Stored items from a collection:
################
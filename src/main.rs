use anyhow::Result;
use clap::Parser;
use crossterm::{
    event::{self, Event, KeyCode, KeyEventKind},
    execute,
    terminal::{disable_raw_mode, enable_raw_mode, EnterAlternateScreen, LeaveAlternateScreen},
};
use ratatui::{backend::CrosstermBackend, Terminal};
use std::io;
use std::path::PathBuf;
use tracing_appender::rolling::{RollingFileAppender, Rotation};
use tracing_subscriber::{layer::SubscriberExt, util::SubscriberInitExt};

use crm_settings::{
    admin::{AdminBackend, InertBackend},
    app::{App, Popup},
    config::AppConfig,
    tabs::{self, Tab},
    theme::Theme,
    ui,
};

#[derive(Parser, Debug)]
#[command(name = "crm-settings")]
#[command(version = "0.1.0")]
#[command(about = "Database and group settings panels for the CRM admin console")]
struct Args {
    /// Tab to open on startup (overrides the config file)
    #[arg(short, long, value_enum)]
    tab: Option<Tab>,

    /// Print the layout of both panels as JSON and exit
    #[arg(short, long)]
    describe: bool,

    /// Render a single frame as plain text and exit
    #[arg(short, long)]
    snapshot: bool,

    /// Snapshot width in columns
    #[arg(long, default_value_t = 100)]
    width: u16,

    /// Snapshot height in rows
    #[arg(long, default_value_t = 30)]
    height: u16,
}

impl Args {
    /// False when the run only prints to stdout and exits
    fn interactive(&self) -> bool {
        !self.describe && !self.snapshot
    }
}

#[tokio::main]
async fn main() -> Result<()> {
    let args = Args::parse();
    init_logging(args.interactive());

    // Handle CLI-only commands
    if args.describe {
        println!("{}", serde_json::to_string_pretty(&tabs::describe())?);
        return Ok(());
    }

    // Headless runs never touch the config directory
    let config = AppConfig::load(args.interactive());
    ui::init_theme(Theme::from_config(&config.theme));
    let tab = args.tab.unwrap_or(config.default_tab);

    if args.snapshot {
        return print_snapshot(tab, args.width, args.height);
    }

    // Run TUI
    run_tui(App::new(tab, InertBackend)).await
}

/// Log to a file while the TUI owns the terminal, to stderr otherwise
fn init_logging(interactive: bool) {
    // No log file if the cache directory is unavailable
    let file_appender = interactive.then(log_dir).flatten().and_then(|dir| {
        RollingFileAppender::builder()
            .rotation(Rotation::NEVER)
            .filename_prefix("crm-settings")
            .filename_suffix("log")
            .build(dir)
            .ok()
    });

    let stderr_layer = (!interactive).then(|| tracing_subscriber::fmt::layer().with_writer(io::stderr));
    let file_layer = file_appender.map(|appender| {
        tracing_subscriber::fmt::layer()
            .with_writer(appender)
            .with_ansi(false)
    });

    tracing_subscriber::registry()
        .with(tracing_subscriber::EnvFilter::from_default_env())
        .with(stderr_layer)
        .with(file_layer)
        .init();
}

fn log_dir() -> Option<PathBuf> {
    dirs::cache_dir().map(|dir| dir.join("crm-settings"))
}

fn print_snapshot(tab: Tab, width: u16, height: u16) -> Result<()> {
    if width == 0 || height == 0 {
        anyhow::bail!("Snapshot size must be at least 1x1 (got {}x{})", width, height);
    }

    let app = App::new(tab, InertBackend);
    println!("{}", ui::render_to_text(width, height, |f| ui::draw(f, &app))?);
    Ok(())
}

async fn run_tui<B: AdminBackend>(mut app: App<B>) -> Result<()> {
    tracing::info!("Starting settings UI on {} tab", app.tab.label());

    // Setup terminal
    enable_raw_mode()?;
    let mut stdout = io::stdout();
    execute!(stdout, EnterAlternateScreen)?;
    let backend = CrosstermBackend::new(stdout);
    let mut terminal = Terminal::new(backend)?;

    // Main loop
    let result = run_app(&mut terminal, &mut app).await;

    // Restore terminal
    disable_raw_mode()?;
    execute!(terminal.backend_mut(), LeaveAlternateScreen)?;
    terminal.show_cursor()?;

    tracing::info!("Settings UI closed");
    result
}

async fn run_app<B: AdminBackend>(
    terminal: &mut Terminal<CrosstermBackend<io::Stdout>>,
    app: &mut App<B>,
) -> Result<()> {
    loop {
        terminal.draw(|f| ui::draw(f, app))?;

        if event::poll(std::time::Duration::from_millis(100))? {
            if let Event::Key(key) = event::read()? {
                if key.kind == KeyEventKind::Press {
                    match key.code {
                        KeyCode::Char('q') if app.popup == Popup::None => return Ok(()),
                        KeyCode::Char('c') if key.modifiers.contains(event::KeyModifiers::CONTROL) => {
                            return Ok(())
                        }
                        _ => {
                            // Handle key and catch any errors to prevent crashes
                            if let Err(e) = app.handle_key(key).await {
                                tracing::warn!("Action failed: {}", e);
                                app.set_status(format!("Error: {}", e));
                            }
                        }
                    }
                }
            }
        }

        app.tick();
    }
}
################
Once the line with "fn print_snapshot(tab: Tab, width: u16, height: u16)" is located in the data above, repeat it and every later line through the end, exactly.

fn print_snapshot(tab: Tab, width: u16, height: u16) -> Result<()> {
    if width == 0 || height == 0 {
        anyhow::bail!("Snapshot size must be at least 1x1 (got {}x{})", width, height);
    }

    let app = App::new(tab, InertBackend);
    println!("{}", ui::render_to_text(width, height, |f| ui::draw(f, &app))?);
    Ok(())
}

async fn run_tui<B: AdminBackend>(mut app: App<B>) -> Result<()> {
    tracing::info!("Starting settings UI on {} tab", app.tab.label());

    // Setup terminal
    enable_raw_mode()?;
    let mut stdout = io::stdout();
    execute!(stdout, EnterAlternateScreen)?;
    let backend = CrosstermBackend::new(stdout);
    let mut terminal = Terminal::new(backend)?;

    // Main loop
    let result = run_app(&mut terminal, &mut app).await;

    // Restore terminal
    disable_raw_mode()?;
    execute!(terminal.backend_mut(), LeaveAlternateScreen)?;
    terminal.show_cursor()?;

    tracing::info!("Settings UI closed");
    result
}

async fn run_app<B: AdminBackend>(
    terminal: &mut Terminal<CrosstermBackend<io::Stdout>>,
    app: &mut App<B>,
) -> Result<()> {
    loop {
        terminal.draw(|f| ui::draw(f, app))?;

        if event::poll(std::time::Duration::from_millis(100))? {
            if let Event::Key(key) = event::read()? {
                if key.kind == KeyEventKind::Press {
                    match key.code {
                        KeyCode::Char('q') if app.popup == Popup::None => return Ok(()),
                        KeyCode::Char('c') if key.modifiers.contains(event::KeyModifiers::CONTROL) => {
                            return Ok(())
                        }
                        _ => {
                            // Handle key and catch any errors to prevent crashes
                            if let Err(e) = app.handle_key(key).await {
                                tracing::warn!("Action failed: {}", e);
                                app.set_status(format!("Error: {}", e));
                            }
                        }
                    }
                }
            }
        }

        app.tick();
    }
}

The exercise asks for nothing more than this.